What is being asked: State how many lines in the listing include the word "Creates", and give no other text.

[Start of section]

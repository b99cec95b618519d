//! Command handlers.
//!
//! Each handler runs the full scan and categorize pipeline from scratch
//! and prints its report to `out`.

use std::io::Write;
use std::path::Path;

use anyhow::{ Context, Result };

use genrecat_core::{
    build_catalog, write_playlist, DirectoryScanner, GenreExtractor, PlaylistOutcome, TagReader,
};


/// Prints the number of songs per genre found under `directory`.
pub fn scan<R: TagReader>(
    directory: &Path,
    scanner: &DirectoryScanner,
    extractor: &GenreExtractor<R>,
    out: &mut impl Write,
) -> Result<()> {
    let catalog = build_catalog( directory, scanner, extractor )
        .with_context( || format!( "Failed to scan {}", directory.display() ) )?;

    for ( genre, songs ) in catalog.iter() {
        writeln!( out, "{}: {} songs found.", genre, songs.len() )?;
    }

    Ok(())
}


/// Writes the songs of `genre` under `directory` to `playlist_name`.
pub fn create_playlist<R: TagReader>(
    directory: &Path,
    genre: &str,
    playlist_name: &Path,
    scanner: &DirectoryScanner,
    extractor: &GenreExtractor<R>,
    out: &mut impl Write,
) -> Result<()> {
    let catalog = build_catalog( directory, scanner, extractor )
        .with_context( || format!( "Failed to scan {}", directory.display() ) )?;

    let outcome = write_playlist( genre, &catalog, playlist_name )
        .with_context( || format!( "Failed to write playlist {}", playlist_name.display() ) )?;

    match outcome {
        PlaylistOutcome::Written( count ) => {
            writeln!( out, "Playlist '{}' created with {} songs.", playlist_name.display(), count )?;
        }
        PlaylistOutcome::NoSongs => {
            writeln!( out, "No songs found for genre '{}'.", genre )?;
        }
    }

    Ok(())
}


#[cfg( test )]
mod tests {
    use super::*;

    use std::fs;

    use genrecat_core::{ Tag, TagError };


    /// Genres keyed by file name, standing in for real ID3/Vorbis tags.
    struct NamedReader;


    impl TagReader for NamedReader {
        fn read_tag( &self, path: &Path ) -> Result<Tag, TagError> {
            let genre = match path.file_name().and_then( |n| n.to_str() ) {
                Some( "a.mp3" ) | Some( "b.flac" ) => Some( "Rock".to_string() ),
                Some( "broken.mp3" ) => return Err( TagError::UnsupportedFormat( "no sync word".into() ) ),
                _ => None,
            };
            Ok( Tag { genre } )
        }
    }


    /// `a.mp3` and `b.flac` tagged Rock, `c.wav` untagged, `d.txt` ignored.
    fn library() -> tempfile::TempDir {
        let dir = tempfile::tempdir().unwrap();
        for name in [ "a.mp3", "b.flac", "c.wav", "d.txt" ] {
            fs::write( dir.path().join( name ), b"" ).unwrap();
        }
        dir
    }


    fn run_scan( dir: &Path ) -> Result<String> {
        let mut out = Vec::new();
        scan( dir, &DirectoryScanner::new(), &GenreExtractor::with_reader( NamedReader ), &mut out )?;
        Ok( String::from_utf8( out )? )
    }


    fn run_create( dir: &Path, genre: &str, playlist: &Path ) -> Result<String> {
        let mut out = Vec::new();
        create_playlist(
            dir,
            genre,
            playlist,
            &DirectoryScanner::new(),
            &GenreExtractor::with_reader( NamedReader ),
            &mut out,
        )?;
        Ok( String::from_utf8( out )? )
    }


    #[test]
    fn test_scan_reports_counts() {
        let dir = library();
        let output = run_scan( dir.path() ).unwrap();

        let mut lines: Vec<&str> = output.lines().collect();
        lines.sort();
        assert_eq!( lines, vec![ "Rock: 2 songs found.", "Unknown: 1 songs found." ] );
    }


    #[test]
    fn test_scan_unreadable_file_counts_as_unknown() {
        let dir = library();
        fs::write( dir.path().join( "broken.mp3" ), b"" ).unwrap();

        let output = run_scan( dir.path() ).unwrap();
        assert!( output.lines().any( |l| l == "Unknown: 2 songs found." ) );
    }


    #[test]
    fn test_scan_empty_directory_prints_nothing() {
        let dir = tempfile::tempdir().unwrap();
        assert_eq!( run_scan( dir.path() ).unwrap(), "" );
    }


    #[test]
    fn test_scan_missing_directory_fails() {
        let dir = tempfile::tempdir().unwrap();
        let err = run_scan( &dir.path().join( "nowhere" ) ).unwrap_err();
        assert!( err.to_string().starts_with( "Failed to scan" ) );
    }


    #[test]
    fn test_create_playlist_writes_genre() {
        let dir = library();
        let out_dir = tempfile::tempdir().unwrap();
        let playlist = out_dir.path().join( "playlist.m3u" );

        let output = run_create( dir.path(), "Rock", &playlist ).unwrap();

        assert_eq!( output, format!( "Playlist '{}' created with 2 songs.\n", playlist.display() ) );
        let contents = fs::read_to_string( &playlist ).unwrap();
        let mut lines: Vec<String> = contents.lines().map( String::from ).collect();
        lines.sort();
        assert_eq!( lines, vec![
            dir.path().join( "a.mp3" ).display().to_string(),
            dir.path().join( "b.flac" ).display().to_string(),
        ]);
    }


    #[test]
    fn test_create_playlist_unknown_genre_writes_nothing() {
        let dir = library();
        let out_dir = tempfile::tempdir().unwrap();
        let playlist = out_dir.path().join( "playlist.m3u" );

        let output = run_create( dir.path(), "Jazz", &playlist ).unwrap();

        assert_eq!( output, "No songs found for genre 'Jazz'.\n" );
        assert!( !playlist.exists() );
    }


    #[test]
    fn test_create_playlist_unwritable_output_fails() {
        let dir = library();
        let playlist = dir.path().join( "no-such-dir" ).join( "rock.m3u" );

        let err = run_create( dir.path(), "Rock", &playlist ).unwrap_err();
        assert!( err.to_string().starts_with( "Failed to write playlist" ) );
    }
}
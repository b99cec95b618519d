//! Genre catalog
//!
//! Groups scanned audio files by genre, preserving the order in which
//! genres and files were first seen.

use std::collections::HashMap;
use std::path::{ Path, PathBuf };

use crate::tags::{ GenreExtractor, TagReader };


/// Genre assigned to files with no readable genre tag.
pub const UNKNOWN_GENRE: &str = "Unknown";


/// Mapping from genre name to the files tagged with it.
#[derive( Debug, Clone, Default, PartialEq, Eq )]
pub struct Catalog {
    entries: Vec<( String, Vec<PathBuf> )>,
    index: HashMap<String, usize>,
}


impl Catalog {
    /// Creates an empty catalog.
    pub fn new() -> Self {
        Self::default()
    }


    /// Appends a file to a genre, creating the genre if needed.
    pub fn insert( &mut self, genre: &str, path: PathBuf ) {
        let pos = match self.index.get( genre ) {
            Some( &pos ) => pos,
            None => {
                self.entries.push(( genre.to_string(), Vec::new() ));
                self.index.insert( genre.to_string(), self.entries.len() - 1 );
                self.entries.len() - 1
            }
        };

        self.entries[pos].1.push( path );
    }


    /// Gets the files for a genre, in discovery order.
    pub fn get( &self, genre: &str ) -> Option<&[PathBuf]> {
        self.index.get( genre ).map( |&pos| self.entries[pos].1.as_slice() )
    }


    /// Returns true if at least one file has this genre.
    pub fn contains( &self, genre: &str ) -> bool {
        self.index.contains_key( genre )
    }


    /// Iterates genres in first-seen order.
    pub fn iter( &self ) -> impl Iterator<Item = ( &str, &[PathBuf] )> {
        self.entries.iter().map( |( genre, files )| ( genre.as_str(), files.as_slice() ) )
    }


    /// Gets the number of genres.
    pub fn len( &self ) -> usize {
        self.entries.len()
    }


    /// Returns true if the catalog holds no genres.
    pub fn is_empty( &self ) -> bool {
        self.entries.is_empty()
    }


    /// Gets the number of files across all genres.
    pub fn total_tracks( &self ) -> usize {
        self.entries.iter().map( |( _, files )| files.len() ).sum()
    }
}


/// Groups `files` by genre, filing untagged or unreadable ones under [`UNKNOWN_GENRE`].
pub fn categorize<R, I, P>( files: I, extractor: &GenreExtractor<R> ) -> Catalog
where
    R: TagReader,
    I: IntoIterator<Item = P>,
    P: AsRef<Path>,
{
    let mut catalog = Catalog::new();

    for file in files {
        let path = file.as_ref();
        let genre = extractor.extract_genre( path );
        catalog.insert( genre.as_deref().unwrap_or( UNKNOWN_GENRE ), path.to_path_buf() );
    }

    tracing::info!(
        "Categorized {} files into {} genres",
        catalog.total_tracks(),
        catalog.len()
    );
    catalog
}


#[cfg( test )]
mod tests {
    use super::*;

    use crate::tags::{ Tag, TagError };


    /// Reads the genre from the file stem: `rock__a.mp3` is "rock",
    /// `bad__x.mp3` fails, anything else has no genre.
    struct StemReader;


    impl TagReader for StemReader {
        fn read_tag( &self, path: &Path ) -> Result<Tag, TagError> {
            let stem = path.file_stem().and_then( |s| s.to_str() ).unwrap_or( "" );
            match stem.split_once( "__" ) {
                Some(( "bad", _ )) => Err( TagError::Read( "corrupt".into() ) ),
                Some(( genre, _ )) => Ok( Tag { genre: Some( genre.to_string() ) } ),
                None => Ok( Tag::default() ),
            }
        }
    }


    fn paths( names: &[&str] ) -> Vec<PathBuf> {
        names.iter().map( PathBuf::from ).collect()
    }


    #[test]
    fn test_categorize_groups_in_order() {
        let files = paths( &[ "Rock__a.mp3", "Pop__b.wav", "Rock__c.flac" ] );
        let catalog = categorize( &files, &GenreExtractor::with_reader( StemReader ) );

        let genres: Vec<&str> = catalog.iter().map( |( g, _ )| g ).collect();
        assert_eq!( genres, vec![ "Rock", "Pop" ] );
        assert_eq!( catalog.get( "Rock" ).unwrap(), &paths( &[ "Rock__a.mp3", "Rock__c.flac" ] )[..] );
        assert_eq!( catalog.get( "Pop" ).unwrap(), &paths( &[ "Pop__b.wav" ] )[..] );
    }


    #[test]
    fn test_categorize_unknown_for_missing_and_failed() {
        let files = paths( &[ "plain.mp3", "bad__x.mp3", "Jazz__y.flac" ] );
        let catalog = categorize( &files, &GenreExtractor::with_reader( StemReader ) );

        assert_eq!( catalog.get( UNKNOWN_GENRE ).unwrap(), &paths( &[ "plain.mp3", "bad__x.mp3" ] )[..] );
        assert_eq!( catalog.get( "Jazz" ).unwrap().len(), 1 );
    }


    #[test]
    fn test_categorize_no_unknown_when_all_tagged() {
        let files = paths( &[ "Rock__a.mp3" ] );
        let catalog = categorize( &files, &GenreExtractor::with_reader( StemReader ) );
        assert!( !catalog.contains( UNKNOWN_GENRE ) );
    }


    #[test]
    fn test_categorize_partitions_every_file() {
        let files = paths( &[
            "Rock__1.mp3", "rock__2.mp3", "bad__3.wav", "4.flac",
            "Rock__5.flac", "Blues__6.wav", "7.mp3", "Rock__1.mp3",
        ]);
        let catalog = categorize( &files, &GenreExtractor::with_reader( StemReader ) );

        assert_eq!( catalog.total_tracks(), files.len() );
        for file in &files {
            let hits: usize = catalog.iter()
                .map( |( _, list )| list.iter().filter( |p| *p == file ).count() )
                .sum();
            let expected = files.iter().filter( |f| *f == file ).count();
            assert_eq!( hits, expected, "{:?}", file );
        }
        // Case is preserved, so "Rock" and "rock" stay apart
        assert!( catalog.contains( "Rock" ) && catalog.contains( "rock" ) );
    }


    #[test]
    fn test_categorize_empty() {
        let files: Vec<PathBuf> = Vec::new();
        let catalog = categorize( &files, &GenreExtractor::with_reader( StemReader ) );
        assert!( catalog.is_empty() );
        assert_eq!( catalog.total_tracks(), 0 );
    }


    #[test]
    fn test_insert_and_get() {
        let mut catalog = Catalog::new();
        catalog.insert( "Ambient", PathBuf::from( "x.flac" ) );
        catalog.insert( "Ambient", PathBuf::from( "y.flac" ) );

        assert_eq!( catalog.len(), 1 );
        assert_eq!( catalog.get( "Ambient" ).unwrap().len(), 2 );
        assert!( catalog.get( "ambient" ).is_none() );
    }
}
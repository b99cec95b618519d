//! Scan-then-categorize pipeline shared by every command.

use std::path::Path;

use crate::catalog::{ categorize, Catalog };
use crate::scanner::{ DirectoryScanner, ScanError };
use crate::tags::{ GenreExtractor, TagReader };


/// Scans `dir` and groups every audio file found by genre.
///
/// Only directory errors fail the pipeline; unreadable files end up
/// under the unknown genre.
pub fn build_catalog<R: TagReader>(
    dir: &Path,
    scanner: &DirectoryScanner,
    extractor: &GenreExtractor<R>,
) -> Result<Catalog, ScanError> {
    let files = scanner.scan( dir )?;
    Ok( categorize( &files, extractor ) )
}


#[cfg( test )]
mod tests {
    use super::*;

    use std::fs;
    use std::path::PathBuf;

    use crate::catalog::UNKNOWN_GENRE;
    use crate::tags::{ Tag, TagError };


    /// Treats file contents as the genre tag; `!` marks an unreadable file.
    struct ContentsReader;


    impl TagReader for ContentsReader {
        fn read_tag( &self, path: &Path ) -> Result<Tag, TagError> {
            let contents = fs::read_to_string( path )?;
            match contents.as_str() {
                "!" => Err( TagError::Read( "bad header".into() ) ),
                "" => Ok( Tag::default() ),
                genre => Ok( Tag { genre: Some( genre.to_string() ) } ),
            }
        }
    }


    #[test]
    fn test_build_catalog_counts() {
        let dir = tempfile::tempdir().unwrap();
        fs::write( dir.path().join( "a.mp3" ), "Rock" ).unwrap();
        fs::write( dir.path().join( "b.flac" ), "Rock" ).unwrap();
        fs::write( dir.path().join( "c.wav" ), "" ).unwrap();
        fs::write( dir.path().join( "d.txt" ), "Rock" ).unwrap();
        fs::create_dir( dir.path().join( "sub" ) ).unwrap();
        fs::write( dir.path().join( "sub/e.mp3" ), "!" ).unwrap();

        let catalog = build_catalog(
            dir.path(),
            &DirectoryScanner::new(),
            &GenreExtractor::with_reader( ContentsReader ),
        ).unwrap();

        assert_eq!( catalog.len(), 2 );
        assert_eq!( catalog.get( "Rock" ).unwrap().len(), 2 );

        let mut unknown: Vec<PathBuf> = catalog.get( UNKNOWN_GENRE ).unwrap().to_vec();
        unknown.sort();
        assert_eq!( unknown, vec![ dir.path().join( "c.wav" ), dir.path().join( "sub/e.mp3" ) ] );
    }


    #[test]
    fn test_build_catalog_missing_directory() {
        let dir = tempfile::tempdir().unwrap();
        let result = build_catalog(
            &dir.path().join( "absent" ),
            &DirectoryScanner::new(),
            &GenreExtractor::with_reader( ContentsReader ),
        );
        assert!( matches!( result, Err( ScanError::NotFound( _ ) ) ) );
    }
}
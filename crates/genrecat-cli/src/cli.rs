//! Command-line argument parsing for genrecat.

use std::path::PathBuf;

use clap::{ Args as ClapArgs, Parser, Subcommand };


/// Playlist file written when `--playlist-name` is not given.
pub const DEFAULT_PLAYLIST_NAME: &str = "playlist.m3u";


/// genrecat - Song categorization and playlist creation.
#[derive( Parser, Debug )]
#[command( name = "genrecat" )]
#[command( version, about, long_about = None )]
pub struct Args {
    /// Increase log output (-v for info, -vv for debug).
    #[arg( short, long, action = clap::ArgAction::Count, global = true )]
    pub verbose: u8,

    /// Only log errors; hides per-file read diagnostics.
    #[arg( short, long, global = true, conflicts_with = "verbose" )]
    pub quiet: bool,

    /// Match audio extensions regardless of case (e.g. `.MP3`).
    #[arg( long, global = true )]
    pub ignore_case: bool,

    #[command( subcommand )]
    pub command: Commands,
}


/// Available subcommands.
#[derive( Subcommand, Debug )]
pub enum Commands {
    /// Scan a directory for audio files.
    Scan {
        /// Directory to scan recursively.
        directory: PathBuf,
    },

    /// Create a playlist based on a genre.
    CreatePlaylist( CreatePlaylistArgs ),
}


/// Arguments for `create-playlist`.
#[derive( ClapArgs, Debug )]
pub struct CreatePlaylistArgs {
    /// Directory to scan recursively.
    pub directory: PathBuf,

    /// Genre to collect, matched exactly.
    pub genre: String,

    /// Name of the playlist file.
    #[arg( long, default_value = DEFAULT_PLAYLIST_NAME )]
    pub playlist_name: PathBuf,
}


#[cfg( test )]
mod tests {
    use super::*;


    #[test]
    fn test_parse_scan() {
        let args = Args::try_parse_from([ "genrecat", "scan", "/music" ]).unwrap();
        assert!( matches!( args.command, Commands::Scan { directory } if directory == PathBuf::from( "/music" ) ) );
        assert_eq!( args.verbose, 0 );
        assert!( !args.ignore_case );
    }


    #[test]
    fn test_parse_create_playlist_default_name() {
        let args = Args::try_parse_from([ "genrecat", "create-playlist", "/music", "Rock" ]).unwrap();
        let Commands::CreatePlaylist( cmd ) = args.command else {
            panic!( "expected create-playlist" );
        };
        assert_eq!( cmd.directory, PathBuf::from( "/music" ) );
        assert_eq!( cmd.genre, "Rock" );
        assert_eq!( cmd.playlist_name, PathBuf::from( "playlist.m3u" ) );
    }


    #[test]
    fn test_parse_create_playlist_custom_name() {
        let args = Args::try_parse_from([
            "genrecat", "-vv", "create-playlist", "/music", "Hip Hop", "--playlist-name", "hh.m3u", "--ignore-case",
        ]).unwrap();
        assert_eq!( args.verbose, 2 );
        assert!( args.ignore_case );
        let Commands::CreatePlaylist( cmd ) = args.command else {
            panic!( "expected create-playlist" );
        };
        assert_eq!( cmd.genre, "Hip Hop" );
        assert_eq!( cmd.playlist_name, PathBuf::from( "hh.m3u" ) );
    }


    #[test]
    fn test_parse_missing_genre() {
        assert!( Args::try_parse_from([ "genrecat", "create-playlist", "/music" ]).is_err() );
    }


    #[test]
    fn test_parse_quiet_conflicts_with_verbose() {
        assert!( Args::try_parse_from([ "genrecat", "-q", "-v", "scan", "." ]).is_err() );
    }
}
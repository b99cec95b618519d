//! genrecat core - Audio library categorization by genre
//!
//! This crate scans directories for audio files, reads their genre tags,
//! groups them into a catalog, and writes per-genre playlists.

pub mod catalog;
pub mod pipeline;
pub mod playlist;
pub mod scanner;
pub mod tags;

pub use catalog::{ categorize, Catalog, UNKNOWN_GENRE };
pub use pipeline::build_catalog;
pub use playlist::{ write_playlist, PlaylistError, PlaylistOutcome };
pub use scanner::{ scan_directory, DirectoryScanner, ScanError, ScanOptions };
pub use tags::{ GenreExtractor, SymphoniaTagReader, Tag, TagError, TagReader };
//! Directory scanning
//!
//! Walks a directory tree and collects every file whose name ends with a
//! recognized audio extension.

use std::path::{ Path, PathBuf };

use thiserror::Error;


/// Audio file extensions recognized by default.
pub const DEFAULT_EXTENSIONS: &[&str] = &[ "mp3", "wav", "flac" ];


/// Errors that can occur while scanning a directory.
#[derive( Debug, Error )]
pub enum ScanError {
    #[error( "IO error: {0}" )]
    Io( #[from] std::io::Error ),

    #[error( "Path not found: {0}" )]
    NotFound( PathBuf ),
}


/// Options controlling which files the scanner picks up.
#[derive( Debug, Clone )]
pub struct ScanOptions {
    /// Extensions without the leading dot.
    pub extensions: Vec<String>,

    /// Match extensions regardless of case (`.MP3` matches `mp3`).
    pub ignore_case: bool,
}


impl Default for ScanOptions {
    fn default() -> Self {
        Self {
            extensions: DEFAULT_EXTENSIONS.iter().map( |e| e.to_string() ).collect(),
            ignore_case: false,
        }
    }
}


/// Recursive scanner for audio files.
#[derive( Debug, Clone, Default )]
pub struct DirectoryScanner {
    options: ScanOptions,
}


impl DirectoryScanner {
    /// Creates a scanner with the default extension set.
    pub fn new() -> Self {
        Self::default()
    }


    /// Creates a scanner with custom options.
    pub fn with_options( options: ScanOptions ) -> Self {
        Self { options }
    }


    /// Scans `dir` recursively and returns the audio files found.
    ///
    /// Paths are returned in the order the filesystem yields them.
    /// Fails if `dir` itself is missing or unreadable.
    pub fn scan( &self, dir: &Path ) -> Result<Vec<PathBuf>, ScanError> {
        tracing::info!( "Scanning: {:?}", dir );

        let entries = match std::fs::read_dir( dir ) {
            Ok( e ) => e,
            Err( e ) if e.kind() == std::io::ErrorKind::NotFound => {
                return Err( ScanError::NotFound( dir.to_path_buf() ) );
            }
            Err( e ) => return Err( ScanError::Io( e ) ),
        };

        let mut files = Vec::new();
        self.collect( entries, &mut files )?;

        tracing::info!( "Found {} audio files", files.len() );
        Ok( files )
    }


    fn scan_recursive( &self, dir: &Path, files: &mut Vec<PathBuf> ) -> Result<(), ScanError> {
        let entries = match std::fs::read_dir( dir ) {
            Ok( e ) => e,
            Err( e ) if e.kind() == std::io::ErrorKind::PermissionDenied => {
                tracing::warn!( "Access denied: {:?}", dir );
                return Ok(()); // Skip inaccessible subdirectories
            }
            Err( e ) => return Err( ScanError::Io( e ) ),
        };

        self.collect( entries, files )
    }


    fn collect( &self, entries: std::fs::ReadDir, files: &mut Vec<PathBuf> ) -> Result<(), ScanError> {
        for entry in entries {
            let entry = entry?;
            let file_type = entry.file_type()?;
            let path = entry.path();

            if file_type.is_dir() {
                self.scan_recursive( &path, files )?;
            } else if file_type.is_symlink() && path.is_dir() {
                // Symlinked directories are listed but never descended into
                tracing::debug!( "Not following directory link: {:?}", path );
            } else if self.is_audio_file( &path ) {
                tracing::debug!( "Found audio file: {:?}", path );
                files.push( path );
            }
        }

        Ok(())
    }


    /// Checks whether the file name ends with one of the configured extensions.
    ///
    /// Matches on the raw name bytes, so names that are not valid UTF-8
    /// are still recognized.
    pub fn is_audio_file( &self, path: &Path ) -> bool {
        let Some( name ) = path.file_name() else {
            return false;
        };
        let name = name.as_encoded_bytes();

        self.options.extensions.iter().any( |ext| {
            let suffix = format!( ".{}", ext );
            let suffix = suffix.as_bytes();
            if name.len() < suffix.len() {
                return false;
            }

            let tail = &name[name.len() - suffix.len()..];
            if self.options.ignore_case {
                tail.eq_ignore_ascii_case( suffix )
            } else {
                tail == suffix
            }
        })
    }
}


/// Scans `dir` with the default options.
pub fn scan_directory( dir: &Path ) -> Result<Vec<PathBuf>, ScanError> {
    DirectoryScanner::new().scan( dir )
}


#[cfg( test )]
mod tests {
    use super::*;

    use std::collections::HashSet;
    use std::fs;


    fn touch( path: &Path ) {
        if let Some( parent ) = path.parent() {
            fs::create_dir_all( parent ).unwrap();
        }
        fs::write( path, b"" ).unwrap();
    }


    #[test]
    fn test_scan_finds_audio_files_recursively() {
        let dir = tempfile::tempdir().unwrap();
        let root = dir.path();
        touch( &root.join( "a.mp3" ) );
        touch( &root.join( "b.flac" ) );
        touch( &root.join( "nested/deeper/c.wav" ) );
        touch( &root.join( "nested/d.txt" ) );
        touch( &root.join( "cover.jpg" ) );

        let found: HashSet<PathBuf> = scan_directory( root ).unwrap().into_iter().collect();
        let expected: HashSet<PathBuf> = [
            root.join( "a.mp3" ),
            root.join( "b.flac" ),
            root.join( "nested/deeper/c.wav" ),
        ].into_iter().collect();

        assert_eq!( found, expected );
    }


    #[test]
    fn test_scan_is_case_sensitive_by_default() {
        let dir = tempfile::tempdir().unwrap();
        touch( &dir.path().join( "LOUD.MP3" ) );
        touch( &dir.path().join( "quiet.mp3" ) );

        let found = scan_directory( dir.path() ).unwrap();
        assert_eq!( found, vec![ dir.path().join( "quiet.mp3" ) ] );
    }


    #[test]
    fn test_scan_ignore_case() {
        let dir = tempfile::tempdir().unwrap();
        touch( &dir.path().join( "LOUD.MP3" ) );

        let scanner = DirectoryScanner::with_options( ScanOptions {
            ignore_case: true,
            ..ScanOptions::default()
        });
        let found = scanner.scan( dir.path() ).unwrap();
        assert_eq!( found, vec![ dir.path().join( "LOUD.MP3" ) ] );
    }


    #[test]
    fn test_scan_empty_directory() {
        let dir = tempfile::tempdir().unwrap();
        assert!( scan_directory( dir.path() ).unwrap().is_empty() );
    }


    #[test]
    fn test_scan_missing_directory() {
        let dir = tempfile::tempdir().unwrap();
        let missing = dir.path().join( "nope" );

        let result = scan_directory( &missing );
        assert!( matches!( result, Err( ScanError::NotFound( p ) ) if p == missing ) );
    }


    #[test]
    fn test_scan_file_instead_of_directory() {
        let dir = tempfile::tempdir().unwrap();
        let file = dir.path().join( "song.mp3" );
        touch( &file );

        assert!( scan_directory( &file ).is_err() );
    }


    #[cfg( target_os = "linux" )]
    #[test]
    fn test_scan_keeps_non_utf8_names() {
        use std::ffi::OsStr;
        use std::os::unix::ffi::OsStrExt;

        let dir = tempfile::tempdir().unwrap();
        let file = dir.path().join( OsStr::from_bytes( b"caf\xe9.mp3" ) );
        touch( &file );

        assert_eq!( scan_directory( dir.path() ).unwrap(), vec![ file ] );
    }


    #[cfg( unix )]
    #[test]
    fn test_scan_does_not_follow_directory_links() {
        use std::os::unix::fs::symlink;

        let dir = tempfile::tempdir().unwrap();
        let root = dir.path();
        touch( &root.join( "sub/a.mp3" ) );
        symlink( "..", root.join( "sub/loop" ) ).unwrap();
        symlink( "sub/a.mp3", root.join( "alias.mp3" ) ).unwrap();

        let mut found = scan_directory( root ).unwrap();
        found.sort();
        assert_eq!( found, vec![ root.join( "alias.mp3" ), root.join( "sub/a.mp3" ) ] );
    }


    #[test]
    fn test_is_audio_file_requires_dot_suffix() {
        let scanner = DirectoryScanner::new();
        assert!( scanner.is_audio_file( Path::new( "/music/track.flac" ) ) );
        assert!( !scanner.is_audio_file( Path::new( "/music/trackmp3" ) ) );
        assert!( !scanner.is_audio_file( Path::new( "/music/track.mp3.bak" ) ) );
        assert!( !scanner.is_audio_file( Path::new( "mp3" ) ) );
    }
}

[End of section]

Exercise output: 3